IAM policies (JSON structure) in AWS - Time & Space Complexity
When working with IAM policies in AWS, it's important to understand how the time to process these policies grows as they get bigger or more complex.
We want to know how the number of policy statements affects the time AWS takes to evaluate permissions.
Analyze the time complexity of evaluating an IAM policy with multiple statements.
{
"Version": "2012-10-17",
"Statement": [
{
"Effect": "Allow",
"Action": "s3:ListBucket",
"Resource": "arn:aws:s3:::example_bucket"
},
{
"Effect": "Allow",
"Action": "s3:GetObject",
"Resource": "arn:aws:s3:::example_bucket/*"
}
]
}
This policy has multiple statements that AWS evaluates to decide if a request is allowed.
When AWS checks permissions, it looks at each statement in the policy one by one.
- Primary operation: Evaluating each policy statement against the request.
- How many times: Once per statement in the policy.
As the number of statements grows, AWS must check more statements to find a match.
| Input Size (n) | Approx.

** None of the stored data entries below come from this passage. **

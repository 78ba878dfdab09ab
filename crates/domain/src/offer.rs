// Copyright (C) 2026 Fred Clausen
// Use of this source code is governed by an MIT-style
// license that can be found in the LICENSE file or at
// https://opensource.org/licenses/MIT.

//! Offers and their options.

use crate::error::DomainError;
use crate::ids::{ContractId, CustomerId, EntityKind, OfferId, OfferOptionId, OpportunityId};
use crate::lifecycle::{StateMachine, Transition};
use serde::{Deserialize, Serialize};
use std::str::FromStr;
use time::OffsetDateTime;

/// Offer states.
#[derive(Debug, Clone, Copy, PartialEq, Eq, Hash, Serialize, Deserialize)]
#[serde(rename_all = "snake_case")]
pub enum OfferState {
    /// Offer is being prepared by an admin.
    InCreation,
    /// Offer is visible to the customer and may be accepted.
    Active,
    /// Customer accepted one of the options.
    Accepted,
    /// Offer passed its validity date without being accepted.
    Expired,
    /// Offer was withdrawn.
    Canceled,
}

impl OfferState {
    /// Every state, in declaration order.
    pub const ALL: [Self; 5] = [
        Self::InCreation,
        Self::Active,
        Self::Accepted,
        Self::Expired,
        Self::Canceled,
    ];

    /// Returns the persisted string form.
    #[must_use]
    pub const fn as_str(&self) -> &'static str {
        match self {
            Self::InCreation => "in_creation",
            Self::Active => "active",
            Self::Accepted => "accepted",
            Self::Expired => "expired",
            Self::Canceled => "canceled",
        }
    }
}

impl FromStr for OfferState {
    type Err = DomainError;

    fn from_str(s: &str) -> Result<Self, Self::Err> {
        match s {
            "in_creation" => Ok(Self::InCreation),
            "active" => Ok(Self::Active),
            "accepted" => Ok(Self::Accepted),
            "expired" => Ok(Self::Expired),
            "canceled" => Ok(Self::Canceled),
            _ => Err(DomainError::UnknownState {
                entity: EntityKind::Offer,
                value: s.to_string(),
            }),
        }
    }
}

impl std::fmt::Display for OfferState {
    fn fmt(&self, f: &mut std::fmt::Formatter<'_>) -> std::fmt::Result {
        write!(f, "{}", self.as_str())
    }
}

/// Offer events.
#[derive(Debug, Clone, Copy, PartialEq, Eq, Hash, Serialize, Deserialize)]
#[serde(rename_all = "snake_case")]
pub enum OfferEvent {
    Activate,
    Accept,
    Expire,
    Cancel,
}

impl OfferEvent {
    /// Every declared event, in declaration order.
    pub const ALL: [Self; 4] = [
        Self::Activate,
        Self::Accept,
        Self::Expire,
        Self::Cancel,
    ];

    /// Returns the event name.
    #[must_use]
    pub const fn as_str(&self) -> &'static str {
        match self {
            Self::Activate => "activate",
            Self::Accept => "accept",
            Self::Expire => "expire",
            Self::Cancel => "cancel",
        }
    }
}

impl std::fmt::Display for OfferEvent {
    fn fmt(&self, f: &mut std::fmt::Formatter<'_>) -> std::fmt::Result {
        write!(f, "{}", self.as_str())
    }
}

/// Registry for the offer lifecycle.
#[derive(Debug, Clone, Copy)]
pub struct OfferLifecycle;

impl StateMachine for OfferLifecycle {
    type State = OfferState;
    type Event = OfferEvent;

    const ENTITY: EntityKind = EntityKind::Offer;

    const STATES: &'static [OfferState] = &OfferState::ALL;
    const EVENTS: &'static [OfferEvent] = &OfferEvent::ALL;

    const TRANSITIONS: &'static [Transition<OfferState, OfferEvent>] = &[
        Transition::new(OfferState::InCreation, OfferEvent::Activate, OfferState::Active),
        Transition::new(OfferState::Active, OfferEvent::Accept, OfferState::Accepted),
        Transition::new(OfferState::Active, OfferEvent::Expire, OfferState::Expired),
        Transition::new(OfferState::InCreation, OfferEvent::Cancel, OfferState::Canceled),
        Transition::new(OfferState::Active, OfferEvent::Cancel, OfferState::Canceled),
    ];
}

/// One offered product within an offer.
#[derive(Debug, Clone, PartialEq, Eq, Serialize, Deserialize)]
pub struct OfferOption {
    pub id: OfferOptionId,
    pub offer_id: OfferId,
    /// The offered product; a contract in state `offered` until accepted.
    pub contract_id: ContractId,
    pub recommended: bool,
}

/// An offer presented to a customer.
#[derive(Debug, Clone, PartialEq, Eq, Serialize, Deserialize)]
pub struct Offer {
    pub id: OfferId,
    pub customer_id: CustomerId,
    pub opportunity_id: OpportunityId,
    pub state: OfferState,
    #[serde(with = "time::serde::rfc3339")]
    pub valid_until: OffsetDateTime,
    pub options: Vec<OfferOption>,
}

impl Offer {
    /// Finds the option with the given id.
    #[must_use]
    pub fn option(&self, option_id: OfferOptionId) -> Option<&OfferOption> {
        self.options.iter().find(|o| o.id == option_id)
    }

    /// Returns true if the offer is active and its validity has lapsed at `now`.
    #[must_use]
    pub fn is_due_for_expiry(&self, now: OffsetDateTime) -> bool {
        self.state == OfferState::Active && self.valid_until <= now
    }
}

/// Attributes of an offer to be created, with its offered products.
#[derive(Debug, Clone, PartialEq, Eq)]
pub struct NewOffer {
    pub customer_id: CustomerId,
    pub opportunity_id: OpportunityId,
    pub state: OfferState,
    pub valid_until: OffsetDateTime,
    /// `(offered contract, recommended)` pairs.
    pub options: Vec<(ContractId, bool)>,
}
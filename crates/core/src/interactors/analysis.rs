// Copyright (C) 2026 Fred Clausen
// Use of this source code is governed by an MIT-style
// license that can be found in the LICENSE file or at
// https://opensource.org/licenses/MIT.

//! Interactors driving a contract's analysis sub-lifecycle.

use super::{Failure, best_effort, found};
use crate::error::CoreError;
use crate::guard::fire_event;
use crate::notify::{CustomerNotifier, ErrorReporter};
use crate::outcome::Outcome;
use crate::repository::{ContractRepository, InteractionRepository};
use clark_audit::{Actor, AuditEvent, Cause};
use clark_domain::{
    AdminId, AnalysisEvent, AnalysisLifecycle, AnalysisState, Contract, ContractId, CustomerId,
    Document, DocumentUpload, EntityRef, NewInteraction,
};
use serde::Serialize;
use tracing::{debug, info};

/// Payload of interactors that return the updated contract.
#[derive(Debug, Clone, PartialEq, Eq, Serialize)]
pub struct ContractPayload {
    pub contract: Contract,
}

/// Fires `event` on the contract's analysis state and persists the result.
fn fire_analysis_event(
    contracts: &dyn ContractRepository,
    contract: &Contract,
    event: AnalysisEvent,
    actor: Actor,
    cause: Cause,
) -> Result<Contract, Failure> {
    let next: AnalysisState = fire_event::<AnalysisLifecycle>(contract.analysis_state, event)?;
    let audit: AuditEvent = AuditEvent::transition(
        actor,
        cause,
        EntityRef::contract(contract.id),
        event,
        contract.analysis_state,
        next,
    );
    let updated: Contract = contracts.update_analysis_state(contract, next, &audit)?;
    info!(
        contract_id = %contract.id,
        event = %event,
        from = contract.analysis_state.map_or("nil", |s| s.as_str()),
        to = %next,
        "analysis state changed"
    );
    Ok(updated)
}

/// Fires any analysis event on a contract on behalf of an admin or a job.
pub struct UpdateContractAnalysisState<'a> {
    contracts: &'a dyn ContractRepository,
    notifier: &'a dyn CustomerNotifier,
    reporter: &'a dyn ErrorReporter,
}

impl<'a> UpdateContractAnalysisState<'a> {
    #[must_use]
    pub const fn new(
        contracts: &'a dyn ContractRepository,
        notifier: &'a dyn CustomerNotifier,
        reporter: &'a dyn ErrorReporter,
    ) -> Self {
        Self {
            contracts,
            notifier,
            reporter,
        }
    }

    /// Fires `event` and tells the customer about the new state.
    ///
    /// # Errors
    ///
    /// Returns `CoreError::Repository` if the backend fails.
    pub fn call(
        &self,
        contract_id: ContractId,
        event: AnalysisEvent,
        actor: Actor,
        cause: Cause,
    ) -> Result<Outcome<ContractPayload>, CoreError> {
        self.run(contract_id, event, actor, cause)
            .or_else(Failure::into_result)
    }

    fn run(
        &self,
        contract_id: ContractId,
        event: AnalysisEvent,
        actor: Actor,
        cause: Cause,
    ) -> Result<Outcome<ContractPayload>, Failure> {
        let contract: Contract = found(self.contracts.find_contract(contract_id)?)?;
        let updated: Contract =
            fire_analysis_event(self.contracts, &contract, event, actor, cause)?;
        best_effort(
            self.reporter,
            "analysis_state_changed notification",
            self.notifier.analysis_state_changed(&updated),
        );
        Ok(Outcome::success(ContractPayload { contract: updated }))
    }
}

/// The customer fills in the missing details of a contract themselves.
pub struct CustomerProvidesDetails<'a> {
    contracts: &'a dyn ContractRepository,
}

impl<'a> CustomerProvidesDetails<'a> {
    #[must_use]
    pub const fn new(contracts: &'a dyn ContractRepository) -> Self {
        Self { contracts }
    }

    /// Fires `customer_provides_details` on the customer's contract.
    ///
    /// # Errors
    ///
    /// Returns `CoreError::Repository` if the backend fails.
    pub fn call(
        &self,
        customer_id: CustomerId,
        contract_id: ContractId,
        cause: Cause,
    ) -> Result<Outcome<ContractPayload>, CoreError> {
        self.run(customer_id, contract_id, cause)
            .or_else(Failure::into_result)
    }

    fn run(
        &self,
        customer_id: CustomerId,
        contract_id: ContractId,
        cause: Cause,
    ) -> Result<Outcome<ContractPayload>, Failure> {
        let contract: Contract =
            found(self.contracts.find_customer_contract(customer_id, contract_id)?)?;
        let updated: Contract = fire_analysis_event(
            self.contracts,
            &contract,
            AnalysisEvent::CustomerProvidesDetails,
            Actor::customer(customer_id),
            cause,
        )?;
        Ok(Outcome::success(ContractPayload { contract: updated }))
    }
}

/// The customer withdraws a contract from analysis.
pub struct CustomerCancelsAnalysis<'a> {
    contracts: &'a dyn ContractRepository,
}

impl<'a> CustomerCancelsAnalysis<'a> {
    #[must_use]
    pub const fn new(contracts: &'a dyn ContractRepository) -> Self {
        Self { contracts }
    }

    /// Fires `customer_cancels_analysis` on the customer's contract.
    ///
    /// A contract that does not exist and a contract owned by another customer
    /// both produce the same not-found outcome.
    ///
    /// # Errors
    ///
    /// Returns `CoreError::Repository` if the backend fails.
    pub fn call(
        &self,
        customer_id: CustomerId,
        contract_id: ContractId,
        cause: Cause,
    ) -> Result<Outcome<ContractPayload>, CoreError> {
        self.run(customer_id, contract_id, cause)
            .or_else(Failure::into_result)
    }

    fn run(
        &self,
        customer_id: CustomerId,
        contract_id: ContractId,
        cause: Cause,
    ) -> Result<Outcome<ContractPayload>, Failure> {
        let contract: Contract =
            found(self.contracts.find_customer_contract(customer_id, contract_id)?)?;
        let updated: Contract = fire_analysis_event(
            self.contracts,
            &contract,
            AnalysisEvent::CustomerCancelsAnalysis,
            Actor::customer(customer_id),
            cause,
        )?;
        Ok(Outcome::success(ContractPayload { contract: updated }))
    }
}

/// Payload of [`RequestCorrection`].
#[derive(Debug, Clone, PartialEq, Eq, Serialize)]
pub struct RequestCorrectionPayload {
    pub contract: Contract,
    /// Whether the interaction record was written.
    pub interaction_recorded: bool,
    /// Whether the customer notification was delivered on some channel.
    pub customer_notified: bool,
}

/// An admin rejects a contract's documents and asks the customer for a correction.
pub struct RequestCorrection<'a> {
    contracts: &'a dyn ContractRepository,
    interactions: &'a dyn InteractionRepository,
    notifier: &'a dyn CustomerNotifier,
    reporter: &'a dyn ErrorReporter,
}

impl<'a> RequestCorrection<'a> {
    #[must_use]
    pub const fn new(
        contracts: &'a dyn ContractRepository,
        interactions: &'a dyn InteractionRepository,
        notifier: &'a dyn CustomerNotifier,
        reporter: &'a dyn ErrorReporter,
    ) -> Self {
        Self {
            contracts,
            interactions,
            notifier,
            reporter,
        }
    }

    /// Moves the contract to `analysis_failed`, then records the interaction
    /// and notifies the customer.
    ///
    /// The interaction is built before the transition, so an empty request
    /// fails without changing state. After the state change both side effects
    /// are attempted independently; neither failure undoes the transition.
    ///
    /// # Arguments
    ///
    /// * `admin_id` - The requesting admin
    /// * `contract_id` - The contract under review
    /// * `reasons` - Machine-readable correction reasons
    /// * `free_text` - Message to the customer
    /// * `cause` - The request that triggered the correction
    ///
    /// # Errors
    ///
    /// Returns `CoreError::Repository` if loading or updating the contract
    /// fails in the backend.
    pub fn call(
        &self,
        admin_id: AdminId,
        contract_id: ContractId,
        reasons: &[String],
        free_text: &str,
        cause: Cause,
    ) -> Result<Outcome<RequestCorrectionPayload>, CoreError> {
        self.run(admin_id, contract_id, reasons, free_text, cause)
            .or_else(Failure::into_result)
    }

    fn run(
        &self,
        admin_id: AdminId,
        contract_id: ContractId,
        reasons: &[String],
        free_text: &str,
        cause: Cause,
    ) -> Result<Outcome<RequestCorrectionPayload>, Failure> {
        let contract: Contract = found(self.contracts.find_contract(contract_id)?)?;
        let interaction: NewInteraction = NewInteraction::correction_request(
            admin_id,
            contract.id,
            contract.customer_id,
            reasons,
            free_text,
        )?;

        let updated: Contract = fire_analysis_event(
            self.contracts,
            &contract,
            AnalysisEvent::FailAnalysis,
            Actor::admin(admin_id),
            cause,
        )?;

        let interaction_recorded: bool = best_effort(
            self.reporter,
            "request_correction interaction",
            self.interactions.create_interaction(interaction).map(|_| ()),
        );
        let customer_notified: bool = best_effort(
            self.reporter,
            "request_correction notification",
            self.notifier.request_correction(&updated, reasons, free_text.trim()),
        );

        Ok(Outcome::success(RequestCorrectionPayload {
            contract: updated,
            interaction_recorded,
            customer_notified,
        }))
    }
}

/// Payload of [`UploadDocuments`].
#[derive(Debug, Clone, PartialEq, Eq, Serialize)]
pub struct UploadDocumentsPayload {
    pub contract: Contract,
    /// Documents created by this upload; known checksums are not repeated.
    pub documents: Vec<Document>,
    /// Whether the upload moved the contract into analysis.
    pub analysis_requested: bool,
}

/// The customer uploads documents for a contract.
pub struct UploadDocuments<'a> {
    contracts: &'a dyn ContractRepository,
}

impl<'a> UploadDocuments<'a> {
    #[must_use]
    pub const fn new(contracts: &'a dyn ContractRepository) -> Self {
        Self { contracts }
    }

    /// Stores the uploads, then fires `request_analysis` if any document is new.
    ///
    /// A rejected `request_analysis` (for example while the contract is already
    /// under analysis) does not fail the upload; the payload reports
    /// `analysis_requested = false` and the analysis state is left alone.
    ///
    /// # Errors
    ///
    /// Returns `CoreError::Repository` if the backend fails.
    pub fn call(
        &self,
        customer_id: CustomerId,
        contract_id: ContractId,
        uploads: &[DocumentUpload],
        cause: Cause,
    ) -> Result<Outcome<UploadDocumentsPayload>, CoreError> {
        self.run(customer_id, contract_id, uploads, cause)
            .or_else(Failure::into_result)
    }

    fn run(
        &self,
        customer_id: CustomerId,
        contract_id: ContractId,
        uploads: &[DocumentUpload],
        cause: Cause,
    ) -> Result<Outcome<UploadDocumentsPayload>, Failure> {
        let contract: Contract =
            found(self.contracts.find_customer_contract(customer_id, contract_id)?)?;
        let documents: Vec<Document> = self.contracts.add_documents(contract.id, uploads)?;

        if documents.is_empty() {
            debug!(contract_id = %contract.id, "upload produced no new documents");
            return Ok(Outcome::success(UploadDocumentsPayload {
                contract,
                documents,
                analysis_requested: false,
            }));
        }

        let (contract, analysis_requested): (Contract, bool) = match fire_analysis_event(
            self.contracts,
            &contract,
            AnalysisEvent::RequestAnalysis,
            Actor::customer(customer_id),
            cause,
        ) {
            Ok(updated) => (updated, true),
            Err(Failure::Rejected(reason)) => {
                debug!(contract_id = %contract.id, reason = %reason, "analysis not requested");
                (contract, false)
            }
            Err(other) => return Err(other),
        };

        Ok(Outcome::success(UploadDocumentsPayload {
            contract,
            documents,
            analysis_requested,
        }))
    }
}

API Calls/Operations |
|---|---|
| 10 | 10 checks |
| 100 | 100 checks |
| 1000 | 1000 checks |
Pattern observation: The number of checks grows directly with the number of statements.
Time Complexity: O(n)
This means the time to evaluate the policy grows in a straight line as you add more statements.
[X] Wrong: "Adding more statements won't affect evaluation time much because AWS is very fast."
[OK] Correct: Even though AWS is fast, each statement adds work. More statements mean more checks, so evaluation time grows with policy size.
Understanding how policy size affects evaluation helps you design efficient permissions and shows you can think about system performance clearly.
"What if the policy had nested conditions inside statements? How would that affect the time complexity?"